En el mundo de las esencias, de las Ideas, de lo inteligible, que tan sólo podemos atisbar con la inteligencia (que no es la mera razón) nada es cambiante, y por tanto no está sujeto al paso del tiempo, allí tan sólo cabe una eternidad inimaginable para el nivel de nuestra conciencia actual.
Para Aristóteles (del cual puede decirse, sin restarle otros méritos, que su mayor desacierto fue el irse apartando de las concepciones de su Maestro), el tiempo va ligado a la existencia de los cuerpos, y mide su movimiento desde un estado «anterior» a otro «posterior», tal vez porque le preocupaba más definir el mundo de lo sensible que de lo inteligible. Según su concepción, sin cuerpos en movimiento no habría tiempo, pues el movimiento de los cuerpos permite comprender el paso sucesivo de un estado a otro, del pasado al presente, y de éste al futuro.
Pero la ambigüedad de las teorías de Aristóteles lejos de aportar un conocimiento no resuelve el problema del tiempo, sino que ofrece una nueva especulación, por eso es tan admirado en nuestra época actual. Necesita medir el tiempo, y por lo tanto lo asocia a un número. Necesita dividirlo en unidades y por lo tanto habla de instantes. Necesita que alguien lo mida y por tanto está en relación a un alma que lo capta, y por ello aún estando ligado a un movimiento físico, a un número, precisa de una captación psicológica del mismo, y por ello no acierta a definir si el tiempo es un ser o un no-ser. En el fondo se ve empujado a darle la razón a Platón ya que el tiempo es a la vez algo numérico y fijo y algo sensible y capaz de ser captado por un alma.
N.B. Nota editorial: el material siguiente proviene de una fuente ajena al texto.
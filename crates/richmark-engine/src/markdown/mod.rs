//! Markdown projection of the document tree: `serializer` writes it,
//! `parser` loads it.

pub mod parser;
pub mod serializer;

pub use parser::parse_markdown;
pub use serializer::{serialize, serialize_node};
Los romanos dividían el tiempo en «ocio» y «negocio». Por una mala comprensión de su concepción vivimos inmersos en un mundo que todavía ve en el trabajo una maldición bíblica, y aún el tiempo se desea para un uso prioritariamente lúdico y festivo, pero perdemos de vista que el tiempo a la vez es la materia con que se teje la plasmación del ser interior. Tener tiempo no es tan sólo disponer de él para la holganza, para el ocio, sino disponer equilibradamente de él para la propia formación.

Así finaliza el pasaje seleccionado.